- A pocas horas de la gran cita… Se ve flaco, pero al mismo tiempo entero emocional y físicamente… Impresiona su confianza y nos contagia… No hay forma de evitarlo amigos
Edgar Tijerino M. – Enviado a LAS [email protected]
Ya amaneció amigos. Hoy es sábado 12 de agosto, un día de encontradas emociones alrededor de Rosendo Alvarez que podría desembocar en una noche gloriosa, la de su reencuentro con una corona mundial de boxeo.

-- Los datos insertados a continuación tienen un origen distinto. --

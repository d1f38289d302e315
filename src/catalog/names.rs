use std::sync::LazyLock;

use regex::Regex;

static PAREN_GROUP_RE: LazyLock<Regex> = LazyLock::new(|| Regex::new(r"\s*\([^)]*\)").unwrap());

/// Strip parenthesized annotations ("Golf (5G1)" → "Golf").
/// An unterminated "(" drops everything after it.
pub fn clean_name(name: &str) -> String {
    let stripped = PAREN_GROUP_RE.replace_all(name, "");
    let kept = match stripped.find('(') {
        Some(idx) => &stripped[..idx],
        None => &stripped[..],
    };
    kept.trim().to_string()
}

#[cfg(test)]
mod tests {
    use super::*;

    #[test]
    fn no_parens() {
        assert_eq!(clean_name("Golf"), "Golf");
        assert_eq!(clean_name("  Golf  "), "Golf");
    }

    #[test]
    fn single_group() {
        assert_eq!(clean_name("Golf (5G1)"), "Golf");
    }

    #[test]
    fn multiple_groups() {
        assert_eq!(clean_name("Golf (A) (B)"), "Golf");
    }

    #[test]
    fn unterminated() {
        assert_eq!(clean_name("Golf (5G1"), "Golf");
        assert_eq!(clean_name("1.6 HDi (90 ch"), "1.6 HDi");
    }

    #[test]
    fn group_in_the_middle() {
        assert_eq!(clean_name("Clio IV (BH_) 0.9 TCe"), "Clio IV 0.9 TCe");
    }

    #[test]
    fn only_annotation() {
        assert_eq!(clean_name("(facelift)"), "");
    }

    #[test]
    fn idempotent() {
        for name in ["Golf (A) (B", "208 (Phase 2)", "Clio IV (BH_) 0.9 TCe"] {
            let once = clean_name(name);
            assert_eq!(clean_name(&once), once);
        }
    }
}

El rival no es el zurdo tailandés Pitchinoi Siriwat, sino un casi desconocido colombiano de 25 años llamado Antonio Mendoza, con un extraño nombre de guerra “El Beibis”, y difícilmente considerado un peligro inminente pese a lo impresionante de sus cifras: 26 triunfos en igual número de combates con 23 nocáuts, “la mayoría fulminantes”, como nos advierte con esa mezcla de orgullo y seguridad frente al reto.
Tiene ventajas en estatura y alcance, pero “¿Y qué?… ¿Acaso Rosendo con su ímpetu demoledor no ha logrado derribar mayores montañas?”, nos recuerda el siempre tranquilo Luis Spada, un hombre con más de 40 años en el boxeo, que ha estado involucrado de diferentes maneras con 29 campeones mundiales, entre ellos el mejor latino de todos los tiempos, Roberto Durán.
A pocas horas de subir al ring, ¿saben qué es lo que más me impresiona de Rosendo?… No su derecha escalofriante capaz de derretir las intenciones de sus adversarios y sepultar sus esperanzas; no esas mortíferas combinaciones de golpes ejecutados con una rapidez y violencia casi alucinantes; no ese derroche de energía asombroso, con su adrenalina salpicando los cuatro costados del ring, mientras propone un ritmo agobiante; no su resistencia granítica, ni su mirada fiera, ni el crecimiento espectacular que habitualmente consigue… Lo más impresionante, es esa confianza exuberante que parece haber cultivado desde la cuna.
¿QUE CREE ROSENDO?
* -¿Frente a un rival de superior estatura y longitud de brazos, tu defensa será sometida a prueba?
* “Cuál defensa… ¿Alguna vez me han visto preocupado por mi defensa… Mi defensa es el ataque, el preocupado es el otro, no yo… Eso mismo ocurrirá esta noche… Seré yo quien establezca las pautas ofensivas, como siempre lo he hecho, incluso con Finito y los Porpain en cuatro grandes peleas”.
* -¿Seguro de disponer de la resistencia requerida frente a un pegador?
* “Pero, ¿a quienes ha tumbado?… ¿Tiene más fama de pegador que Finito?… Yo saldré a hacer mi trabajo sin la menor restricción… Es para mí, un combate trascendental y tengan la seguridad que no fallaré”.